Resonance Music

Performing Bihu to Gogona music

On an invitation from our friend, we went to Assam recently and our itinerary included a visit to the Kamakhya temple, which is one of the Shakti peetams.

During our stay, we got a chance to acquaint ourselves more with the region’s culture and arts. It was during a performance of the popular Bihu dance that our eyes fell upon a strange instrument resembling the Jaw harp, which was being played as an accompaniment. We found out that it is called Gogona.

Apart from being played during Bihu performances, Gogona is also used by the Mongoloid and Kirat tribes in their folk music.

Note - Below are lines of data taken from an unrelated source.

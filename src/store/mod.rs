//! Persisted list of manual "done" overrides
//!
//! The file is a JSON array of booleans, one per tracked item, in a fixed
//! order. The usual cycle is load, apply one command, save:
//!
//! ```no_run
//! use ansicodes::{OverrideStore, StoreCommand};
//!
//! # fn example() -> Result<(), Box<dyn std::error::Error>> {
//! let mut store = OverrideStore::builder().path("overrides.json").len(31).load()?;
//! store.apply("4".parse::<StoreCommand>()?)?;
//! store.save()?;
//! # Ok(())
//! # }
//! ```

mod builder;
mod command;

pub use builder::StoreBuilder;
pub use command::StoreCommand;

use crate::codes::{paint, TXT_GREEN};
use crate::result::{StoreError, StoreResult};
use std::fs;
use std::path::{Path, PathBuf};

/// An ordered list of boolean overrides bound to a file.
#[derive(Debug, Clone, PartialEq, Eq)]
pub struct OverrideStore {
    path: PathBuf,
    flags: Vec<bool>,
}

impl OverrideStore {
    /// Create a new store builder.
    pub fn builder() -> StoreBuilder {
        StoreBuilder::new()
    }

    pub(crate) fn from_parts(path: PathBuf, flags: Vec<bool>) -> Self {
        Self { path, flags }
    }

    /// File this store saves to.
    pub fn path(&self) -> &Path {
        &self.path
    }

    /// Number of entries.
    pub fn len(&self) -> usize {
        self.flags.len()
    }

    /// Whether the list has no entries.
    pub fn is_empty(&self) -> bool {
        self.flags.is_empty()
    }

    /// Entry at a 0-based index.
    pub fn get(&self, index: usize) -> Option<bool> {
        self.flags.get(index).copied()
    }

    /// All entries in order.
    pub fn as_slice(&self) -> &[bool] {
        &self.flags
    }

    /// Flip the entry at a 1-based position and return its new value.
    ///
    /// # Errors
    ///
    /// Returns [`StoreError::OutOfRange`] if `position` is 0 or past the end;
    /// the list is left untouched.
    pub fn toggle(&mut self, position: usize) -> StoreResult<bool> {
        let len = self.flags.len();
        let flag = position
            .checked_sub(1)
            .and_then(|index| self.flags.get_mut(index))
            .ok_or_else(|| {
                tracing::warn!(position, len, "toggle out of range");
                StoreError::OutOfRange { position, len }
            })?;
        *flag = !*flag;
        tracing::debug!(position, value = *flag, "toggled override");
        Ok(*flag)
    }

    /// Set every entry to `false`.
    pub fn clear(&mut self) {
        self.flags.fill(false);
        tracing::debug!(len = self.flags.len(), "cleared overrides");
    }

    /// Set every entry to `true`.
    pub fn set_all(&mut self) {
        self.flags.fill(true);
        tracing::debug!(len = self.flags.len(), "set all overrides");
    }

    /// Apply a parsed command.
    ///
    /// # Errors
    ///
    /// Fails only for a [`StoreCommand::Toggle`] out of range.
    pub fn apply(&mut self, command: StoreCommand) -> StoreResult<()> {
        match command {
            StoreCommand::Toggle(position) => self.toggle(position).map(|_| ()),
            StoreCommand::Clear => {
                self.clear();
                Ok(())
            }
            StoreCommand::SetAll => {
                self.set_all();
                Ok(())
            }
        }
    }

    /// One line per entry: the 1-based position right-aligned in three
    /// columns, then a green `Done` or `-`.
    pub fn status_lines(&self) -> String {
        let mut out = String::new();
        for (i, done) in self.flags.iter().enumerate() {
            let status = if *done {
                paint(TXT_GREEN, "Done")
            } else {
                "-".to_string()
            };
            out.push_str(&format!("{:>3}: {status}\n", i + 1));
        }
        out
    }

    /// Rewrite the file with the current list.
    ///
    /// # Errors
    ///
    /// Returns [`StoreError::Io`] if the file cannot be written.
    pub fn save(&self) -> StoreResult<()> {
        let json = serde_json::to_string(&self.flags)?;
        fs::write(&self.path, json).map_err(|source| StoreError::Io {
            path: self.path.clone(),
            source,
        })?;
        tracing::debug!(path = %self.path.display(), len = self.flags.len(), "saved overrides");
        Ok(())
    }
}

The characteristic feature of the Bihu dance is the use of traditional instruments such as Baanhi, Dhol, Gogona, Taal, Toka and Xutuli. These instruments lend a unique musical flavour when rendering the songs for the dance.

Gogona is a vibrating reed instrument made of a single piece of seasoned bamboo or horn that has a bifurcation on one end. It requires great skill to make the Gogona. The centre of the instrument has the resonating strip that is carved in such a way that it does not touch the external semi-flexible frame.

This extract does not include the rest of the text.